Tom Lane wrote:
Oliver Jowett <[EMAIL PROTECTED]> writes:

Tom Lane wrote:

Well, the question is how long must the individual databases retain
state with which to answer "recover" requests.

As I understand it, you don't need to keep state for committed txns,

I think that's clearly wrong:

        TM --> DB:   COMMIT PREPARED foo

                        DB does it and forgets gid foo

        TM crashes and restarts

        TM --> DB:   what's the state of foo?

        DB --> TM:   go away, never heard of it

I suppose you could code the TM to treat this as meaning "it was
committed"

I believe that is exactly what the TM does. Can you take a look at http://pybsddb.sourceforge.net/ref/xa/build.html (it's fairly brief) and point out any holes in the logic there?
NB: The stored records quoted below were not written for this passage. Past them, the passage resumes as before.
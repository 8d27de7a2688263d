//! Word styles generated from the style sheet.

use super::{alignment_type, half_points, twips};
use crate::style::{Color, StyleDef, StyleName, StyleSheet};
use docx_rs::{Docx, RunFonts, Style, StyleType};

/// Character style applied to hyperlink runs.
pub const HYPERLINK_STYLE: &str = "Hyperlink";

/// Word highlight colors with their sRGB values.
const HIGHLIGHTS: [(&str, Color); 8] = [
    ("lightGray", Color::rgb(0xc0, 0xc0, 0xc0)),
    ("darkGray", Color::rgb(0x80, 0x80, 0x80)),
    ("yellow", Color::rgb(0xff, 0xff, 0x00)),
    ("green", Color::rgb(0x00, 0xff, 0x00)),
    ("cyan", Color::rgb(0x00, 0xff, 0xff)),
    ("magenta", Color::rgb(0xff, 0x00, 0xff)),
    ("blue", Color::rgb(0x00, 0x00, 0xff)),
    ("red", Color::rgb(0xff, 0x00, 0x00)),
];

/// Nearest Word highlight color; background panels are drawn with it.
pub fn highlight_name(color: Color) -> &'static str {
    let distance = |other: Color| {
        let d = |a: u8, b: u8| (a as i32 - b as i32).pow(2);
        d(color.r, other.r) + d(color.g, other.g) + d(color.b, other.b)
    };
    HIGHLIGHTS
        .iter()
        .min_by_key(|(_, c)| distance(*c))
        .map(|(name, _)| *name)
        .unwrap_or("lightGray")
}

fn run_fonts(name: &str) -> RunFonts {
    RunFonts::new()
        .ascii(name)
        .hi_ansi(name)
        .east_asia(name)
        .cs(name)
}

fn paragraph_style(name: StyleName, def: &StyleDef) -> Style {
    let mut style = Style::new(name.docx_style_id(), StyleType::Paragraph)
        .name(name.display_name())
        .fonts(run_fonts(def.font.docx_name()))
        .size(half_points(def.size))
        .color(&def.color.to_hex())
        .align(alignment_type(def.alignment));

    if def.bold {
        style = style.bold();
    }
    if def.italic {
        style = style.italic();
    }
    if def.left_indent > 0.0 || def.right_indent > 0.0 {
        style = style.indent(
            Some(twips(def.left_indent)),
            None,
            Some(twips(def.right_indent)),
            None,
        );
    }
    if let Some(fill) = def.background {
        style = style.highlight(highlight_name(fill));
    }
    style
}

/// Add one paragraph style per sheet entry plus the hyperlink style.
pub fn add_styles(docx: Docx, sheet: &StyleSheet) -> Docx {
    let hyperlink = Style::new(HYPERLINK_STYLE, StyleType::Character)
        .name("Hyperlink")
        .underline("single");

    sheet
        .iter()
        .fold(docx, |docx, (name, def)| {
            docx.add_style(paragraph_style(name, &def))
        })
        .add_style(hyperlink)
}

#[cfg(test)]
mod tests {
    use super::*;

    #[test]
    fn test_highlight_name() {
        assert_eq!(highlight_name(Color::rgb(0xf3, 0xf4, 0xf6)), "lightGray");
        assert_eq!(highlight_name(Color::rgb(0xff, 0xee, 0x00)), "yellow");
        assert_eq!(highlight_name(Color::rgb(0x25, 0x63, 0xeb)), "blue");
    }
}
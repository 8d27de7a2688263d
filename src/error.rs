//! Error types for betaguide library.

use std::io;
use std::path::PathBuf;
use thiserror::Error;

/// Result type alias for betaguide operations.
pub type Result<T> = std::result::Result<T, Error>;

/// Error types that can occur while building or writing documents.
#[derive(Error, Debug)]
pub enum Error {
    /// I/O error when reading or writing files.
    #[error("I/O error: {0}")]
    Io(#[from] io::Error),

    /// The file format is not recognized as PDF or DOCX.
    #[error("Unknown file format: not a generated PDF or DOCX")]
    UnknownFormat,

    /// The PDF version is not supported.
    #[error("Unsupported PDF version: {0}")]
    UnsupportedVersion(String),

    /// Error decoding or embedding an image.
    #[error("Image error: {0}")]
    Image(String),

    /// Error assembling PDF output.
    #[error("PDF writing error: {0}")]
    Pdf(String),

    /// Error assembling the DOCX package.
    #[error("DOCX packaging error: {0}")]
    Docx(String),

    /// Error during rendering (text, JSON).
    #[error("Rendering error: {0}")]
    Render(String),

    /// Invalid guide configuration.
    #[error("Configuration error: {0}")]
    Config(String),

    /// A color string could not be parsed.
    #[error("Invalid color: {0}")]
    InvalidColor(String),

    /// A written file turned out to be empty.
    #[error("Output file is empty: {}", .0.display())]
    EmptyOutput(PathBuf),

    /// Generic error with message.
    #[error("{0}")]
    Other(String),
}

impl From<image::ImageError> for Error {
    fn from(err: image::ImageError) -> Self {
        match err {
            image::ImageError::IoError(e) => Error::Io(e),
            _ => Error::Image(err.to_string()),
        }
    }
}

#[cfg(test)]
mod tests {
    use super::*;

    #[test]
    fn test_error_display() {
        let err = Error::UnknownFormat;
        assert_eq!(
            err.to_string(),
            "Unknown file format: not a generated PDF or DOCX"
        );

        let err = Error::EmptyOutput(PathBuf::from("guide.pdf"));
        assert_eq!(err.to_string(), "Output file is empty: guide.pdf");
    }

    #[test]
    fn test_io_error_conversion() {
        let io_err = io::Error::new(io::ErrorKind::NotFound, "file not found");
        let err: Error = io_err.into();
        assert!(matches!(err, Error::Io(_)));
    }
}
but I think the folly of that is obvious.

It's fragile in the face of badly implemented TMs or resources, but other than that it seems OK to me. What was the problem you were thinking of in particular?


Yeah, there's another set of issues there.  Personally I always thought
that 2PC was a fundamentally broken concept, because it's got so many
squirrelly cases where the guarantees you thought you were buying with
all this overhead vanish into thin air.

You can get around some of the issues via 3PC but that has even *more* overhead. And noone actually implements it as far as I know :)


2PC is OK if you are only expecting it to handle certain failure modes, e.g. no byzantine failures, no loss of stable storage, no extended communication failures.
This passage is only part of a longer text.